# DESCRIPTION OF THE TASK
Search the material for the string "DetailNavigator" and copy each line where it occurs.
::::::
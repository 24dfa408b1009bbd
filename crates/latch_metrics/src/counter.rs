//! Named counters for tracking allocator events

use std::collections::HashMap;

#[derive(Debug, Default)]
pub struct Counter {
    counters: HashMap<&'static str, u64>,
}

impl Counter {
    pub fn new() -> Self {
        Self {
            counters: HashMap::new(),
        }
    }

    pub fn increment(&mut self, name: &'static str, value: u64) {
        *self.counters.entry(name).or_insert(0) += value;
    }

    pub fn get(&self, name: &str) -> u64 {
        self.counters.get(name).copied().unwrap_or(0)
    }

    pub fn reset_all(&mut self) {
        self.counters.clear();
    }

    pub fn iter(&self) -> impl Iterator<Item = (&'static str, u64)> + '_ {
        self.counters.iter().map(|(name, value)| (*name, *value))
    }
}
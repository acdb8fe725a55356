use tracing::{error, info};

use crate::api::AnimeApi;
use crate::config::Locale;
use crate::error::UserAction;
use crate::models::Recommendation;

/// Free-text recommendation form state.
#[derive(Debug, Clone, Default)]
pub struct RecommendationView {
    query: String,
    recommendations: Vec<Recommendation>,
    error: Option<String>,
    locale: Locale,
}

impl RecommendationView {
    pub fn new(locale: Locale) -> Self {
        Self {
            locale,
            ..Self::default()
        }
    }

    pub fn query(&self) -> &str {
        &self.query
    }

    pub fn recommendations(&self) -> &[Recommendation] {
        &self.recommendations
    }

    pub fn error(&self) -> Option<&str> {
        self.error.as_deref()
    }

    /// Sends `text` to the recommendation endpoint. Blank input is ignored and
    /// returns `false`. Previous results and errors are cleared before the
    /// request goes out.
    pub async fn submit(&mut self, api: &dyn AnimeApi, text: &str) -> bool {
        self.query = text.to_string();
        if text.trim().is_empty() {
            return false;
        }
        self.error = None;
        self.recommendations.clear();

        match api.recommend(text).await {
            Ok(recommendations) => {
                info!("Received {} recommendations", recommendations.len());
                self.recommendations = recommendations;
            }
            Err(e) => {
                error!("Error fetching recommendations: {}", e);
                self.error = Some(e.user_message(UserAction::Recommend, self.locale));
            }
        }
        true
    }
}
use anyhow::Context;
use async_trait::async_trait;
use reqwest::{header, Client};
use serde::Deserialize;
use tracing::debug;

use crate::error::RequestError;
use crate::models::{Episode, EpisodeListBody, Page, Recommendation, Season, Title};

/// Search parameters; `None` and empty strings are left out of the query.
#[derive(Debug, Clone, Default, PartialEq)]
pub struct SearchParams {
    pub keyword: Option<String>,
    pub start_date: Option<String>,
    pub end_date: Option<String>,
    pub page: Option<u32>,
    pub size: Option<u32>,
}

impl SearchParams {
    pub fn keyword(keyword: impl Into<String>) -> Self {
        Self {
            keyword: Some(keyword.into()),
            ..Self::default()
        }
    }

    pub fn query_string(&self) -> String {
        let mut pairs: Vec<(&str, String)> = Vec::new();
        let texts = [
            ("keyword", &self.keyword),
            ("startDate", &self.start_date),
            ("endDate", &self.end_date),
        ];
        for (key, value) in texts {
            if let Some(v) = value.as_deref().filter(|v| !v.is_empty()) {
                pairs.push((key, v.to_string()));
            }
        }
        if let Some(page) = self.page {
            pairs.push(("page", page.to_string()));
        }
        if let Some(size) = self.size {
            pairs.push(("size", size.to_string()));
        }
        pairs
            .iter()
            .map(|(k, v)| format!("{}={}", k, urlencoding::encode(v)))
            .collect::<Vec<_>>()
            .join("&")
    }
}

#[async_trait]
pub trait AnimeApi: Send + Sync {
    async fn search(&self, params: &SearchParams) -> Result<Page, RequestError>;
    async fn fetch_title(&self, id: i64) -> Result<Title, RequestError>;
    async fn fetch_seasons(&self, tmdb_id: i64) -> Result<Vec<Season>, RequestError>;
    async fn fetch_episodes(&self, tmdb_id: i64, season: i32) -> Result<Vec<Episode>, RequestError>;
    async fn fetch_episode(
        &self,
        tmdb_id: i64,
        season: i32,
        episode: i32,
    ) -> Result<Episode, RequestError>;
    async fn recommend(&self, text: &str) -> Result<Vec<Recommendation>, RequestError>;
}

#[derive(Debug, Clone)]
pub struct AnimeClient {
    client: Client,
    base_url: String,
}

impl AnimeClient {
    pub fn new(base_url: &str) -> anyhow::Result<Self> {
        let user_agent = format!("animeline/{}", env!("CARGO_PKG_VERSION"));
        let client = Client::builder()
            .user_agent(user_agent)
            .build()
            .context("Failed to build backend HTTP client")?;
        Ok(Self {
            client,
            base_url: base_url.trim_end_matches('/').to_string(),
        })
    }

    pub fn base_url(&self) -> &str {
        &self.base_url
    }

    async fn get_json<T: for<'de> Deserialize<'de>>(&self, url: &str) -> Result<T, RequestError> {
        debug!("GET {}", url);
        let res = self
            .client
            .get(url)
            .send()
            .await
            .map_err(|source| RequestError::Network {
                url: url.to_string(),
                source,
            })?;
        let status = res.status();
        let text = res.text().await.map_err(|source| RequestError::Network {
            url: url.to_string(),
            source,
        })?;
        if !status.is_success() {
            return Err(RequestError::Http {
                status: status.as_u16(),
                body: text,
            });
        }
        serde_json::from_str(&text).map_err(|source| RequestError::Decode {
            url: url.to_string(),
            source,
        })
    }
}

#[async_trait]
impl AnimeApi for AnimeClient {
    async fn search(&self, params: &SearchParams) -> Result<Page, RequestError> {
        let url = format!("{}/anime/search?{}", self.base_url, params.query_string());
        self.get_json(&url).await
    }

    async fn fetch_title(&self, id: i64) -> Result<Title, RequestError> {
        let url = format!("{}/anime/{id}", self.base_url);
        self.get_json(&url).await
    }

    async fn fetch_seasons(&self, tmdb_id: i64) -> Result<Vec<Season>, RequestError> {
        let url = format!("{}/anime/{tmdb_id}/seasons", self.base_url);
        self.get_json(&url).await
    }

    async fn fetch_episodes(&self, tmdb_id: i64, season: i32) -> Result<Vec<Episode>, RequestError> {
        let url = format!("{}/anime/{tmdb_id}/seasons/{season}", self.base_url);
        let body: EpisodeListBody = self.get_json(&url).await?;
        Ok(body.into_episodes())
    }

    async fn fetch_episode(
        &self,
        tmdb_id: i64,
        season: i32,
        episode: i32,
    ) -> Result<Episode, RequestError> {
        let url = format!(
            "{}/anime/{tmdb_id}/seasons/{season}/episodes/{episode}",
            self.base_url
        );
        self.get_json(&url).await
    }

    async fn recommend(&self, text: &str) -> Result<Vec<Recommendation>, RequestError> {
        let url = format!("{}/anime/recommendations", self.base_url);
        debug!("POST {} ({} chars)", url, text.chars().count());
        let network = |source| RequestError::Network {
            url: url.clone(),
            source,
        };
        let res = self
            .client
            .post(&url)
            .header(header::CONTENT_TYPE, "text/plain")
            .body(text.to_string())
            .send()
            .await
            .map_err(network)?;
        let status = res.status();
        let content_type = res
            .headers()
            .get(header::CONTENT_TYPE)
            .and_then(|v| v.to_str().ok())
            .map(|s| s.to_string());
        let body = res.text().await.map_err(network)?;
        if !status.is_success() {
            return Err(RequestError::Http {
                status: status.as_u16(),
                body,
            });
        }
        if !content_type
            .as_deref()
            .is_some_and(|ct| ct.contains("application/json"))
        {
            return Err(RequestError::NotJson { content_type });
        }
        serde_json::from_str(&body).map_err(|source| RequestError::Decode {
            url: url.clone(),
            source,
        })
    }
}

#[cfg(test)]
mod tests {
    use super::*;

    #[test]
    fn query_string_omits_absent_and_empty_params() {
        let params = SearchParams {
            keyword: Some(String::new()),
            start_date: Some("2023-01-01".to_string()),
            end_date: None,
            page: Some(0),
            size: Some(20),
        };
        assert_eq!(params.query_string(), "startDate=2023-01-01&page=0&size=20");
        assert_eq!(SearchParams::default().query_string(), "");
    }

    #[test]
    fn query_string_encodes_keyword() {
        let params = SearchParams::keyword("spy x family");
        assert_eq!(params.query_string(), "keyword=spy%20x%20family");
    }

    #[test]
    fn client_trims_trailing_slash() {
        let client = AnimeClient::new("http://127.0.0.1:8080/api/").unwrap();
        assert_eq!(client.base_url(), "http://127.0.0.1:8080/api");
    }
}
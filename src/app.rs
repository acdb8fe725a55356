use crate::api::{AnimeApi, AnimeClient, SearchParams};
use crate::config::Config;
use crate::detail::{DetailFailure, DetailNavigator};
use crate::error::{RequestError, UserAction};
use crate::images::ImageUrls;
use crate::models::Title;
use crate::pages;
use crate::recommend::RecommendationView;
use crate::search::SearchView;
use crate::session::{SessionStore, MAX_SESSIONS};
use crate::timeline::BucketExpansion;
use crate::view::DisplayContext;
use anyhow::Result;
use axum::{
    extract::{Path, Query, State},
    http::StatusCode,
    response::Html,
    routing::get,
    Form, Router,
};
use serde::Deserialize;
use std::sync::Arc;
use tower::ServiceBuilder;
use tower_http::{limit::RequestBodyLimitLayer, trace::TraceLayer};
use tracing::{debug, info, warn};

const MAX_FORM_BYTES: usize = 16 * 1024;

/// A title page between requests: the header title, if one was asked for,
/// and the loaded seasons.
pub struct DetailSession {
    pub title: Option<Title>,
    pub nav: DetailNavigator,
}

#[derive(Clone)]
pub struct AppState {
    pub api: Arc<dyn AnimeApi>,
    pub display: Arc<DisplayContext>,
    pub page_size: u32,
    pub searches: Arc<SessionStore<SearchView>>,
    pub details: Arc<SessionStore<DetailSession>>,
}

impl AppState {
    pub fn new(api: Arc<dyn AnimeApi>, config: &Config) -> Self {
        Self {
            api,
            display: Arc::new(DisplayContext::new(
                ImageUrls::new(config.image_base_url.clone()),
                config.locale,
            )),
            page_size: config.page_size,
            searches: Arc::new(SessionStore::new(config.session_ttl, MAX_SESSIONS)),
            details: Arc::new(SessionStore::new(config.session_ttl, MAX_SESSIONS)),
        }
    }
}

pub async fn run_server(config: Config) -> Result<()> {
    let client = AnimeClient::new(&config.api_url)?;
    info!("Using backend API at {}", client.base_url());
    let state = AppState::new(Arc::new(client), &config);

    let app = build_router(state);

    info!("Listening on {}", config.web_addr);
    let listener = tokio::net::TcpListener::bind(config.web_addr).await?;
    axum::serve(listener, app)
        .with_graceful_shutdown(shutdown_signal())
        .await?;
    Ok(())
}

pub fn build_router(state: AppState) -> Router {
    Router::new()
        .route("/", get(search))
        .route("/anime/:tmdb_id", get(detail))
        .route(
            "/anime/:tmdb_id/seasons/:season/episodes/:episode",
            get(episode),
        )
        .route("/recommend", get(recommend_form).post(recommend_submit))
        .route("/health", get(health))
        .layer(
            ServiceBuilder::new()
                .layer(TraceLayer::new_for_http())
                .layer(RequestBodyLimitLayer::new(MAX_FORM_BYTES)),
        )
        .with_state(state)
}

async fn health() -> &'static str {
    "OK"
}

#[derive(Debug, Default, Deserialize)]
#[serde(rename_all = "camelCase")]
pub struct SearchQuery {
    keyword: Option<String>,
    start_date: Option<String>,
    end_date: Option<String>,
    page: Option<u32>,
    size: Option<u32>,
    rating: Option<String>,
    view: Option<String>,
    expanded: Option<String>,
    session: Option<u64>,
}

/// Searches only when the session is new or the search parameters changed.
/// Mode, rating and bucket changes re-render the stored page.
async fn search(State(state): State<AppState>, Query(query): Query<SearchQuery>) -> Html<String> {
    let params = SearchParams {
        keyword: query.keyword.filter(|k| !k.trim().is_empty()),
        start_date: query.start_date.filter(|d| !d.is_empty()),
        end_date: query.end_date.filter(|d| !d.is_empty()),
        page: query.page,
        size: Some(query.size.unwrap_or(state.page_size)),
    };
    let (session, stored) = resume(&state.searches, query.session).await;
    let stale = stored.as_ref().map_or(true, |v| v.params != params);
    let mut view = stored.unwrap_or_else(|| SearchView::new(state.display.locale));
    view.set_rating(parse_or_default(query.rating.as_deref(), "rating"));
    view.set_mode(parse_or_default(query.view.as_deref(), "view"));
    view.expansion = BucketExpansion::from_keys(split_list(query.expanded.as_deref()));

    if stale {
        view.params = params;
        let result = state.api.search(&view.params).await;
        view.apply(result);
    } else {
        debug!("Re-rendering search session {}", session);
    }

    let html = pages::search_page(&view, &state.display, session);
    state.searches.put(session, view).await;
    Html(html)
}

#[derive(Debug, Default, Deserialize)]
pub struct DetailQuery {
    id: Option<i64>,
    season: Option<i32>,
    open: Option<String>,
    session: Option<u64>,
}

/// A known session only fetches when the season changes; opening and closing
/// episodes never reaches the backend.
async fn detail(
    State(state): State<AppState>,
    Path(tmdb_id): Path<i64>,
    Query(query): Query<DetailQuery>,
) -> (StatusCode, Html<String>) {
    let (session, stored) = resume(&state.details, query.session).await;
    let stored = stored.filter(|s| {
        s.nav.tmdb_id() == tmdb_id
            && query
                .id
                .map_or(true, |id| s.title.as_ref().is_some_and(|t| t.id == id))
    });

    let mut entry = match stored {
        Some(mut entry) => {
            if let Some(season) = query.season {
                entry.nav.select_season(season).await;
            }
            entry
        }
        None => {
            let mut nav =
                DetailNavigator::new(Arc::clone(&state.api), tmdb_id, state.display.locale);
            let title = match query.id {
                Some(id) => {
                    let (title, _) =
                        tokio::join!(state.api.fetch_title(id), nav.load_at(query.season));
                    match title {
                        Ok(t) => Some(t),
                        Err(e) => return failure(&state, &e, UserAction::Detail),
                    }
                }
                None => {
                    nav.load_at(query.season).await;
                    None
                }
            };
            DetailSession { title, nav }
        }
    };
    entry
        .nav
        .show_only(split_list(query.open.as_deref()).filter_map(|n| n.parse::<i32>().ok()));

    let status = match entry.nav.failure() {
        None => StatusCode::OK,
        Some(DetailFailure::NotFound | DetailFailure::NoSeasons) => StatusCode::NOT_FOUND,
        Some(DetailFailure::Upstream) => StatusCode::BAD_GATEWAY,
    };
    let html = pages::detail_page(
        entry.title.as_ref(),
        &entry.nav,
        &state.display,
        Some(session),
    );
    if status == StatusCode::OK {
        state.details.put(session, entry).await;
    }
    (status, Html(html))
}

/// Picks up the stored state for `id`, or issues a fresh session.
async fn resume<T>(store: &SessionStore<T>, id: Option<u64>) -> (u64, Option<T>) {
    if let Some(id) = id {
        if let Some(value) = store.take(id).await {
            return (id, Some(value));
        }
        debug!("Session {} unknown or expired, starting over", id);
    }
    (store.issue(), None)
}

async fn episode(
    State(state): State<AppState>,
    Path((tmdb_id, season, number)): Path<(i64, i32, i32)>,
) -> (StatusCode, Html<String>) {
    match state.api.fetch_episode(tmdb_id, season, number).await {
        Ok(episode) => (
            StatusCode::OK,
            Html(pages::episode_page(tmdb_id, season, &episode, &state.display)),
        ),
        Err(e) => failure(&state, &e, UserAction::Episode),
    }
}

#[derive(Debug, Deserialize)]
pub struct RecommendForm {
    #[serde(default)]
    query: String,
}

async fn recommend_form(State(state): State<AppState>) -> Html<String> {
    let view = RecommendationView::new(state.display.locale);
    Html(pages::recommend_page(&view, &state.display))
}

async fn recommend_submit(
    State(state): State<AppState>,
    Form(form): Form<RecommendForm>,
) -> Html<String> {
    let mut view = RecommendationView::new(state.display.locale);
    view.submit(state.api.as_ref(), &form.query).await;
    Html(pages::recommend_page(&view, &state.display))
}

fn failure(state: &AppState, e: &RequestError, action: UserAction) -> (StatusCode, Html<String>) {
    warn!("Request for {:?} page failed: {}", action, e);
    let status = if e.is_not_found() {
        StatusCode::NOT_FOUND
    } else {
        StatusCode::BAD_GATEWAY
    };
    let message = e.user_message(action, state.display.locale);
    (status, Html(pages::error_page(&state.display, &message)))
}

fn parse_or_default<T>(raw: Option<&str>, name: &str) -> T
where
    T: std::str::FromStr<Err = String> + Default,
{
    match raw.map(str::parse::<T>) {
        Some(Ok(v)) => v,
        Some(Err(e)) => {
            warn!("Ignoring {} parameter: {}", name, e);
            T::default()
        }
        None => T::default(),
    }
}

fn split_list(raw: Option<&str>) -> impl Iterator<Item = &str> {
    raw.unwrap_or_default()
        .split(',')
        .map(str::trim)
        .filter(|s| !s.is_empty())
}

async fn shutdown_signal() {
    let ctrl_c = async {
        if let Err(e) = tokio::signal::ctrl_c().await {
            warn!("Failed to listen for Ctrl+C: {}", e);
            std::future::pending::<()>().await;
        }
    };

    #[cfg(unix)]
    let terminate = async {
        use tokio::signal::unix::{signal, SignalKind};
        match signal(SignalKind::terminate()) {
            Ok(mut term) => {
                term.recv().await;
            }
            Err(e) => {
                warn!("Failed to install SIGTERM handler: {}", e);
                std::future::pending::<()>().await;
            }
        }
    };

    #[cfg(not(unix))]
    let terminate = std::future::pending::<()>();

    tokio::select! {
        _ = ctrl_c => {
            info!("Shutdown signal received (Ctrl+C)");
        }
        _ = terminate => {
            info!("Shutdown signal received (SIGTERM)");
        }
    }
}

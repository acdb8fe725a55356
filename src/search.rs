use std::sync::atomic::{AtomicU64, Ordering};
use std::sync::{Arc, Mutex, MutexGuard};
use std::time::Duration;

use tokio::task::JoinHandle;
use tracing::{debug, info, warn};

use crate::api::{AnimeApi, SearchParams};
use crate::config::Locale;
use crate::debounce::Debouncer;
use crate::error::{RequestError, UserAction};
use crate::models::Page;
use crate::timeline::{build_timeline, BucketExpansion, RatingFilter, TimelineBucket};
use crate::view::ViewMode;

/// Ticket handed out when a request is issued.
#[derive(Debug, Clone, Copy, PartialEq, Eq, PartialOrd, Ord)]
pub struct Ticket(u64);

/// Monotonic request numbering. A response is only applied when no newer
/// response has been applied before it.
#[derive(Debug, Default)]
pub struct RequestSequence {
    issued: AtomicU64,
    applied: AtomicU64,
}

impl RequestSequence {
    pub fn new() -> Self {
        Self::default()
    }

    pub fn issue(&self) -> Ticket {
        Ticket(self.issued.fetch_add(1, Ordering::SeqCst) + 1)
    }

    /// Records `ticket` as applied unless a newer ticket already was.
    pub fn try_apply(&self, ticket: Ticket) -> bool {
        let previous = self.applied.fetch_max(ticket.0, Ordering::SeqCst);
        previous < ticket.0
    }
}

/// State of one search/timeline view.
#[derive(Debug, Clone, Default)]
pub struct SearchView {
    pub params: SearchParams,
    pub rating: RatingFilter,
    pub mode: ViewMode,
    pub expansion: BucketExpansion,
    page: Option<Page>,
    error: Option<String>,
    locale: Locale,
}

impl SearchView {
    pub fn new(locale: Locale) -> Self {
        Self {
            locale,
            ..Self::default()
        }
    }

    pub fn page(&self) -> Option<&Page> {
        self.page.as_ref()
    }

    pub fn error(&self) -> Option<&str> {
        self.error.as_deref()
    }

    /// Replaces the current result set with the outcome of a request. A failed
    /// request leaves no stale results behind.
    pub fn apply(&mut self, result: Result<Page, RequestError>) {
        match result {
            Ok(page) => {
                debug!(
                    "Applying page {} of {} ({} titles)",
                    page.current_page,
                    page.total_pages,
                    page.content.len()
                );
                self.page = Some(page);
                self.error = None;
            }
            Err(e) => {
                warn!("Search failed: {}", e);
                self.page = None;
                self.error = Some(e.user_message(UserAction::Search, self.locale));
            }
        }
    }

    /// Buckets for the current page under the active rating filter.
    pub fn buckets(&self) -> Vec<TimelineBucket> {
        match &self.page {
            Some(page) => build_timeline(&page.content, self.rating),
            None => Vec::new(),
        }
    }

    pub fn set_mode(&mut self, mode: ViewMode) {
        self.mode = mode;
    }

    pub fn set_rating(&mut self, rating: RatingFilter) {
        self.rating = rating;
    }

    pub fn toggle_bucket(&mut self, year_month: &str) -> bool {
        self.expansion.toggle(year_month)
    }
}

/// Drives a shared `SearchView` from user input: keystrokes are debounced,
/// submissions go out immediately, and late responses are dropped.
pub struct SearchController {
    api: Arc<dyn AnimeApi>,
    view: Arc<Mutex<SearchView>>,
    sequence: Arc<RequestSequence>,
    debouncer: Debouncer,
}

impl SearchController {
    pub fn new(api: Arc<dyn AnimeApi>, locale: Locale, debounce: Duration) -> Self {
        Self {
            api,
            view: Arc::new(Mutex::new(SearchView::new(locale))),
            sequence: Arc::new(RequestSequence::new()),
            debouncer: Debouncer::new(debounce),
        }
    }

    pub fn view(&self) -> MutexGuard<'_, SearchView> {
        lock(&self.view)
    }

    /// Keystroke in the keyword box. Resets to the first page and searches once
    /// input has been quiet for the debounce delay.
    pub fn on_keyword_input(&self, keyword: &str) -> JoinHandle<bool> {
        let params = {
            let mut view = self.view();
            view.params.keyword = Some(keyword.to_string());
            view.params.page = None;
            view.params.clone()
        };
        let api = Arc::clone(&self.api);
        let view = Arc::clone(&self.view);
        let sequence = Arc::clone(&self.sequence);
        self.debouncer.call(async move {
            run_search(api, view, sequence, params).await;
        })
    }

    /// Explicit submission (search button, date range, paging). Drops any
    /// pending keystroke timer.
    pub async fn submit(&self, params: SearchParams) -> bool {
        self.debouncer.cancel();
        self.view().params = params.clone();
        run_search(
            Arc::clone(&self.api),
            Arc::clone(&self.view),
            Arc::clone(&self.sequence),
            params,
        )
        .await
    }
}

async fn run_search(
    api: Arc<dyn AnimeApi>,
    view: Arc<Mutex<SearchView>>,
    sequence: Arc<RequestSequence>,
    params: SearchParams,
) -> bool {
    let ticket = sequence.issue();
    info!("Searching (ticket {:?}): {}", ticket, params.query_string());
    let result = api.search(&params).await;
    let mut guard = lock(&view);
    if !sequence.try_apply(ticket) {
        debug!("Discarding stale search response {:?}", ticket);
        return false;
    }
    guard.apply(result);
    true
}

fn lock(view: &Mutex<SearchView>) -> MutexGuard<'_, SearchView> {
    view.lock().unwrap_or_else(|poisoned| poisoned.into_inner())
}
::::::
# SOLUTION BELOW
use crate::detail::{DetailFailure, DetailNavigator};
    pub nav: DetailNavigator,
                DetailNavigator::new(Arc::clone(&state.api), tmdb_id, state.display.locale);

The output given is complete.